- Location: Rio de Janeiro, Brazil

Highlights
- Most gold medals: China (107)
- Most total medals: China (239)
- Medalling NPCs: 83

= 2016 Summer Paralympics medal table =

List of medals won by Paralympic delegations

The medal table of the 2016 Summer Paralympics ranks the participating National Paralympic Committees (NPCs) by the number of gold medals won by their athletes during the competition. The 2016 Paralympics was the fifteenth Games to be held, a quadrennial competition open to athletes with physical and intellectual disabilities. The games were held in Rio de Janeiro, Brazil from 7 September to 18 September.

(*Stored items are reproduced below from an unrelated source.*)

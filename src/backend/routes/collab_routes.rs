/**
 * Collaboration Routes
 *
 * - `GET /api/v1/projects/{target}/content` - websocket collaboration
 *   channel; `target` is a project id or a share token
 */

use axum::{routing::get, Router};

use crate::backend::collab::handle_collab_socket;
use crate::backend::server::state::AppState;

/// Configure collaboration routes
pub fn configure_collab_routes(router: Router<AppState>) -> Router<AppState> {
    router.route("/api/v1/projects/{target}/content", get(handle_collab_socket))
}
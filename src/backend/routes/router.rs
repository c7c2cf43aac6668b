/**
 * Router Configuration
 *
 * Combines all route configurations into a single Axum router.
 *
 * # Route Order
 *
 * 1. Collaboration routes (websocket upgrade)
 * 2. Fallback handler (404)
 *
 * Every request is traced through `tower_http::trace::TraceLayer`.
 */

use axum::{response::IntoResponse, Router};
use tower_http::trace::TraceLayer;

use crate::backend::error::BackendError;
use crate::backend::routes::collab_routes::configure_collab_routes;
use crate::backend::server::state::AppState;

/// Create the Axum router with all routes configured
///
/// # Arguments
///
/// * `app_state` - Application state shared by every handler
///
/// # Returns
///
/// Configured Axum Router ready to serve requests
pub fn create_router(app_state: AppState) -> Router<()> {
    let router = configure_collab_routes(Router::new());

    let router = router.fallback(|| async {
        BackendError::not_found("No such route").into_response()
    });

    router
        .layer(TraceLayer::new_for_http())
        .with_state(app_state)
}
//! Real-time Fan-out Module
//!
//! Delivers one frame to every live connection of a project except the
//! connection it came from.
//!
//! # Module Structure
//!
//! ```text
//! realtime/
//! ├── mod.rs       - Module exports and documentation
//! └── broadcast.rs - Frame fan-out over peer queues
//! ```
//!
//! # Delivery
//!
//! Each connection owns a bounded outbound queue drained by its own writer.
//! Fan-out never waits on a slow connection: when a queue is full or closed
//! the frame is dropped for that connection and logged, and every other
//! connection still receives it.

/// Frame fan-out utilities
pub mod broadcast;

pub use broadcast::broadcast_frame;
//! Collaboration Commands
//!
//! Client frames on the collaboration socket have the form
//! `"<command> <json-payload>"`, for example:
//!
//! ```text
//! create {"id": "f1", "name": "Frame", "width": 100}
//! update {"id": "f1", "width": 0}
//! put {"id": "f1", "after": "f0"}
//! delete {"id": "f1"}
//! ```
//!
//! Decoding validates the payload completely, so the tree operations in
//! [`crate::shared::document`] never see a malformed element.

use serde::{Deserialize, Serialize};
use serde_json::{Map, Value};

use crate::shared::element::{Element, ElementId, ElementPatch};
use crate::shared::error::CommandError;

/// A decoded client instruction
#[derive(Debug, Clone, PartialEq)]
pub enum Command {
    Create(Element),
    Update(ElementPatch),
    Put {
        id: ElementId,
        after: Option<ElementId>,
    },
    Delete {
        id: ElementId,
    },
}

impl Command {
    /// Decode a raw text frame
    pub fn parse(raw: &str) -> Result<Self, CommandError> {
        let raw = raw.trim();
        let (tag, payload) = match raw.split_once(char::is_whitespace) {
            Some((tag, payload)) => (tag, payload.trim()),
            None => (raw, ""),
        };

        if !matches!(tag, "create" | "update" | "put" | "delete") {
            return Err(CommandError::UnknownCommand(tag.to_string()));
        }
        if payload.is_empty() {
            return Err(CommandError::MissingPayload(tag.to_string()));
        }

        let map = match serde_json::from_str::<Value>(payload) {
            Ok(Value::Object(map)) => map,
            Ok(_) => return Err(CommandError::NotAnObject),
            Err(e) => return Err(CommandError::MalformedJson(e.to_string())),
        };

        match tag {
            "create" => Ok(Self::Create(Element::from_json_object(map)?)),
            "update" => Ok(Self::Update(ElementPatch::from_json_object(map)?)),
            "put" => decode_put(map),
            _ => Ok(Self::Delete { id: decode_id(&map)? }),
        }
    }

    /// Wire name of the command
    pub fn name(&self) -> &'static str {
        match self {
            Self::Create(_) => "create",
            Self::Update(_) => "update",
            Self::Put { .. } => "put",
            Self::Delete { .. } => "delete",
        }
    }

    /// Id of the element the command targets
    pub fn target(&self) -> &ElementId {
        match self {
            Self::Create(element) => &element.id,
            Self::Update(patch) => &patch.id,
            Self::Put { id, .. } | Self::Delete { id } => id,
        }
    }
}

fn decode_id(map: &Map<String, Value>) -> Result<ElementId, CommandError> {
    let raw = map.get("id").ok_or(CommandError::MissingId)?;
    ElementId::from_json(raw).ok_or_else(|| CommandError::InvalidId {
        field: "id",
        value: raw.to_string(),
    })
}

fn decode_put(map: Map<String, Value>) -> Result<Command, CommandError> {
    let id = decode_id(&map)?;
    let after = match map.get("after") {
        None | Some(Value::Null) => None,
        Some(raw) => Some(ElementId::from_json(raw).ok_or_else(|| CommandError::InvalidId {
            field: "after",
            value: raw.to_string(),
        })?),
    };
    Ok(Command::Put { id, after })
}

/// Why a client frame was not applied
#[derive(Debug, Clone, Copy, PartialEq, Eq, Serialize, Deserialize)]
#[serde(rename_all = "snake_case")]
pub enum RejectionKind {
    InvalidCommand,
    ReadOnly,
    PersistenceFailed,
}

/// Error frame sent to the originating client only
///
/// Serialized as `{"error": "<kind>", "message": "<text>"}`.
#[derive(Debug, Clone, PartialEq, Eq, Serialize, Deserialize)]
pub struct Rejection {
    pub error: RejectionKind,
    pub message: String,
}

impl Rejection {
    pub fn new(error: RejectionKind, message: impl Into<String>) -> Self {
        Self {
            error,
            message: message.into(),
        }
    }

    pub fn read_only() -> Self {
        Self::new(
            RejectionKind::ReadOnly,
            "this connection has read access only",
        )
    }

    pub fn to_frame(&self) -> String {
        serde_json::to_string(self).unwrap_or_else(|_| {
            format!(r#"{{"error":"{}"}}"#, self.error_name())
        })
    }

    fn error_name(&self) -> &'static str {
        match self.error {
            RejectionKind::InvalidCommand => "invalid_command",
            RejectionKind::ReadOnly => "read_only",
            RejectionKind::PersistenceFailed => "persistence_failed",
        }
    }
}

Athletes from 63 NPCs won at least one gold medal, with a total of 83 having won at least one medal of any colour. Athletes from Cape Verde, Georgia, Mozambique, Qatar, Uganda, and Vietnam won their first Paralympic medals. Of those nations, the National Olympic Committee of Cape Verde had had never won an Olympic medal until 2024. Kazakhstan won their first medals at the Summer Paralympics, having previously won a silver medal at the Winter Paralympic Games. Georgia, Kazakhstan, Malaysia, Uzbekistan, and Vietnam won their first Paralympic gold medals.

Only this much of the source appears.